Wie viel würde das Material kosten?
Dirk Harder: Da reden wir über eine Größenordnung von zirka 25 000 Euro.
Sie haben gesagt, der Lindenpark soll kein Partyschuppen werden. Welches Profil aber hat der Lindenpark als Veranstaltungshaus? Wie will er sich beispielsweise vom Waschhaus abgrenzen?
Alexandra Adler: Das ist zum jetzigen Zeitpunkt eine sehr schwierige Frage. Da wir uns da noch in einem Prozess befinden, können wir das noch gar nicht beantworten. Aber wir sind dabei, das Thema abzuarbeiten. Wir versuchen hier eine Art Nischenkonzept für das Haus Lindenpark zu erarbeiten.
Sarah Buschmeier: Wir schauen auch, wo ist der Bedarf in Potsdam und dem Umland. Das ist eine sehr wichtige Frage. Denn auf der einen Seite wird geschimpft, es gibt nichts, wo man hingehen kann. Aber auf der anderen Seite wird viel angeboten, aber nicht wahrgenommen. Da müssen wir noch unsere Lücke finden.
Dirk Harder: Wir stehen im engen Kontakt mit dem Waschhaus und haben zu diesem ein gesundes Verhältnis. Es finden Gespräche statt, wo wir uns gelegentlich abstimmen. Durch unsere Lage außerhalb haben wir einen Nachteil. Aber mit der ganzen Entwicklung in der Schiffbauergasse wird das Waschhaus, das ja aus einem Hausbesetzerprojekt entstanden ist, schicker werden. Der Lindenpark wird nie Ausstellungen machen wie das Waschhaus. Uns wird die Abgrenzung schon gelingen.

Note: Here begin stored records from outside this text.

//! Match Session
//!
//! Owns the one match this process runs together with its broadcaster,
//! and carries out the effects of every transition. All access goes
//! through a single async mutex, so intents are applied one at a time
//! and each runs to completion.

use std::sync::Arc;

use tokio::sync::{mpsc, Mutex};
use tokio::task::AbortHandle;
use tracing::{debug, info};

use crate::game::intent::Intent;
use crate::game::state::{ConnectionId, MatchState, StateSnapshot};
use crate::game::transition::{
    apply, resolve_mismatch, Effect, MatchConfig, PendingResolution, TransitionResult,
};
use crate::network::broadcast::Broadcaster;
use crate::network::protocol::ServerMessage;

/// Session shared by every connection task.
pub type SharedSession = Arc<Mutex<MatchSession>>;

/// The match plus everything needed to keep clients in sync with it.
pub struct MatchSession {
    /// Game rules.
    config: MatchConfig,
    /// Authoritative state.
    state: MatchState,
    /// Connected clients.
    broadcaster: Broadcaster,
    /// Mismatch resolution waiting on its timer.
    pending: Option<(PendingResolution, AbortHandle)>,
}

impl MatchSession {
    /// Create a session and deal its first board.
    pub fn new(match_id: [u8; 16], config: MatchConfig) -> Self {
        let state = MatchState::new(match_id, config.card_values.clone());
        info!(
            "Match {} dealt round {} (seed {})",
            hex::encode(match_id),
            state.round,
            state.rng_seed
        );

        Self {
            config,
            state,
            broadcaster: Broadcaster::new(),
            pending: None,
        }
    }

    /// Wrap the session for sharing across tasks.
    pub fn shared(self) -> SharedSession {
        Arc::new(Mutex::new(self))
    }

    /// Register a connection: it is told its handle and sent the current
    /// board straight away, before it joins.
    pub fn connect(&mut self, id: ConnectionId) -> mpsc::UnboundedReceiver<ServerMessage> {
        let rx = self.broadcaster.subscribe(id);
        self.broadcaster.send_to(&id, ServerMessage::Welcome { id });
        let snapshot = self.snapshot();
        self.broadcaster.send_to(&id, ServerMessage::State(snapshot));
        rx
    }

    /// Apply an intent and carry out its effects.
    ///
    /// Returns the mismatch resolution the caller must schedule, if any.
    /// Use [`dispatch`] unless you drive the timer yourself.
    pub fn process(&mut self, intent: Intent) -> Option<PendingResolution> {
        let round = self.state.round;
        let from = intent.connection();
        let result = apply(&mut self.state, intent, &self.config);

        if result.is_noop() {
            debug!("Intent from {} ignored", from);
        }
        if self.state.round != round {
            self.on_new_deal();
        }

        self.carry_out(result)
    }

    /// Flip a mismatched pair back and pass the turn.
    pub fn resolve(&mut self, pending: PendingResolution) {
        if matches!(self.pending, Some((p, _)) if p == pending) {
            self.pending = None;
        }
        let result = resolve_mismatch(&mut self.state, pending, &self.config);
        self.carry_out(result);
    }

    /// Remember the timer task so a reset can cancel it.
    pub fn track_pending(&mut self, pending: PendingResolution, handle: AbortHandle) {
        if let Some((_, previous)) = self.pending.replace((pending, handle)) {
            previous.abort();
        }
    }

    /// Unsubscribe a connection and release its seat.
    pub fn disconnect(&mut self, id: ConnectionId) {
        self.broadcaster.unsubscribe(&id);
        if let Some(player) = self.state.roster.players().iter().find(|p| p.id == id) {
            info!("Player {} left", player.name);
        }
        let scheduled = self.process(Intent::Disconnect { id });
        debug_assert!(scheduled.is_none());
    }

    /// Current client view.
    pub fn snapshot(&self) -> StateSnapshot {
        self.state.snapshot(self.config.history_limit)
    }

    /// Authoritative state (read-only).
    pub fn state(&self) -> &MatchState {
        &self.state
    }

    /// Whether a mismatch timer is running.
    pub fn has_pending_resolution(&self) -> bool {
        self.pending.is_some()
    }

    /// Connected clients (seated or not).
    pub fn connection_count(&self) -> usize {
        self.broadcaster.subscriber_count()
    }

    /// Send a message to one connected client.
    pub fn send_to(&mut self, id: ConnectionId, message: ServerMessage) {
        self.broadcaster.send_to(&id, message);
    }

    fn on_new_deal(&mut self) {
        if let Some((pending, handle)) = self.pending.take() {
            debug!("Cancelling mismatch resolution {:?}", pending);
            handle.abort();
        }
        info!(
            "Match {} dealt round {} (seed {})",
            hex::encode(self.state.match_id),
            self.state.round,
            self.state.rng_seed
        );
    }

    fn carry_out(&mut self, result: TransitionResult) -> Option<PendingResolution> {
        let mut scheduled = None;
        for effect in result.effects {
            match effect {
                Effect::Publish(snapshot) => self.broadcaster.publish(snapshot),
                Effect::Notify { to, notice } => {
                    debug!("Notifying {}: {:?}", to, notice);
                    self.broadcaster.notify(&to, notice.message());
                }
                Effect::ScheduleResolution(pending) => scheduled = Some(pending),
            }
        }
        scheduled
    }
}

/// Apply an intent to a shared session, scheduling the delayed mismatch
/// resolution when one is due.
pub async fn dispatch(session: &SharedSession, intent: Intent) {
    let mut guard = session.lock().await;
    let was_finished = guard.state.is_finished;

    if let Some(pending) = guard.process(intent) {
        schedule_resolution(session, &mut *guard, pending);
    }

    if !was_finished && guard.state.is_finished {
        let winner = guard
            .state
            .roster
            .players()
            .iter()
            .max_by_key(|p| p.score)
            .map(|p| p.name.clone())
            .unwrap_or_default();
        info!("Match finished, top score: {}", winner);
    }
}

/// Unsubscribe a connection and release its seat.
pub async fn disconnect(session: &SharedSession, id: ConnectionId) {
    session.lock().await.disconnect(id);
}

fn schedule_resolution(session: &SharedSession, guard: &mut MatchSession, pending: PendingResolution) {
    let delay = guard.config.mismatch_delay;
    let task_session = Arc::clone(session);

    let handle = tokio::spawn(async move {
        tokio::time::sleep(delay).await;
        task_session.lock().await.resolve(pending);
    });

    guard.track_pending(pending, handle.abort_handle());
}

Sarah Buschmeier: Wir werden uns mehr auf die Musik konzentrieren. Weniger Partys, mehr Konzerte. Das liegt auch in der Tradition des Lindenparks.
Die Tradition des Lindenparks also, die für gute Konzerte steht?

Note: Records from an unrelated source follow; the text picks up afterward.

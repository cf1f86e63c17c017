//! Player Intents
//!
//! What a connection asks the match to do. Intents are requests, not
//! commands: the state machine validates each one against the live state.

use crate::game::state::ConnectionId;

/// A request from one connection.
#[derive(Clone, Debug, PartialEq, Eq)]
pub enum Intent {
    /// Take a seat under `name`.
    Join {
        /// Requesting connection.
        id: ConnectionId,
        /// Display name, trimmed before use.
        name: String,
    },
    /// Turn a card face-up.
    Flip {
        /// Requesting connection.
        id: ConnectionId,
        /// Board position as received; may be out of range.
        index: i64,
    },
    /// Deal a fresh board.
    Reset {
        /// Requesting connection.
        id: ConnectionId,
    },
    /// The connection went away.
    Disconnect {
        /// Departing connection.
        id: ConnectionId,
    },
}

impl Intent {
    /// Connection that issued the intent.
    pub fn connection(&self) -> ConnectionId {
        match self {
            Intent::Join { id, .. }
            | Intent::Flip { id, .. }
            | Intent::Reset { id }
            | Intent::Disconnect { id } => *id,
        }
    }
}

Dirk Harder: Ja, wir wollen anknüpfen an die alten Sachen, wofür der Lindenpark bekannt ist. Wir wollen wieder die Adresse für qualitativ wertvolle Musik sein. Dabei werden wir uns nicht nur in die eine Richtung bewegen, die Kinder- und Jugendarbeit ist weiterhin ein wichtiges Standbein. Wir wollen wieder als verlässlicher Partner akzeptiert werden. Es gab Schwierigkeiten, das ist nicht zu leugnen. Es wurden Gagen nicht bezahlt und daraus entstehen natürlich Ängste. Die Beispiele wie mit der Band Keimzeit sind ja bekannt.

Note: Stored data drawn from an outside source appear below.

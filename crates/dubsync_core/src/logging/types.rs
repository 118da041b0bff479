//! Logging types.

use std::str::FromStr;

use serde::{Deserialize, Serialize};

/// Log level for filtering messages.
#[derive(Debug, Clone, Copy, PartialEq, Eq, PartialOrd, Ord, Default, Serialize, Deserialize)]
#[serde(rename_all = "lowercase")]
pub enum LogLevel {
    /// Trace-level debugging (very verbose).
    Trace,
    /// Per-chunk detail.
    Debug,
    /// Pass summaries and final decisions.
    #[default]
    Info,
    /// Degraded chunks and fallbacks.
    Warn,
    /// Errors.
    Error,
}

impl LogLevel {
    /// Convert to tracing level.
    pub fn to_tracing_level(&self) -> tracing::Level {
        match self {
            LogLevel::Trace => tracing::Level::TRACE,
            LogLevel::Debug => tracing::Level::DEBUG,
            LogLevel::Info => tracing::Level::INFO,
            LogLevel::Warn => tracing::Level::WARN,
            LogLevel::Error => tracing::Level::ERROR,
        }
    }

    /// Directive string for an `EnvFilter`.
    pub fn as_filter_str(&self) -> &'static str {
        match self {
            LogLevel::Trace => "trace",
            LogLevel::Debug => "debug",
            LogLevel::Info => "info",
            LogLevel::Warn => "warn",
            LogLevel::Error => "error",
        }
    }
}

impl std::fmt::Display for LogLevel {
    fn fmt(&self, f: &mut std::fmt::Formatter<'_>) -> std::fmt::Result {
        f.write_str(self.as_filter_str())
    }
}

impl FromStr for LogLevel {
    type Err = String;

    fn from_str(s: &str) -> Result<Self, Self::Err> {
        match s.trim().to_ascii_lowercase().as_str() {
            "trace" => Ok(LogLevel::Trace),
            "debug" => Ok(LogLevel::Debug),
            "info" => Ok(LogLevel::Info),
            "warn" | "warning" => Ok(LogLevel::Warn),
            "error" => Ok(LogLevel::Error),
            other => Err(format!("unknown log level '{}'", other)),
        }
    }
}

Besteht die Arbeit im Lindenpark derzeit also vor allem darin, das angeschlagene Image aufzubessern
Sarah Buschmeier: Ja, das ist eines der Hauptziele.
Dirk Harder: Eine Gesundung des Unternehmens Lindenpark ist derzeit das wichtigste Ziel. Wir befanden uns immer kurz vor der Insolvenz und es ist noch nicht ausgestanden. Wir werden noch zwei bis drei Jahre mit dem Wundenflicken beschäftigt sein.
Sarah Buschmeier: Für uns sind das ganz große Schritte, die wir hier gerade machen. Doch nach außen werden die meist nur als ganz kleine wahrgenommen.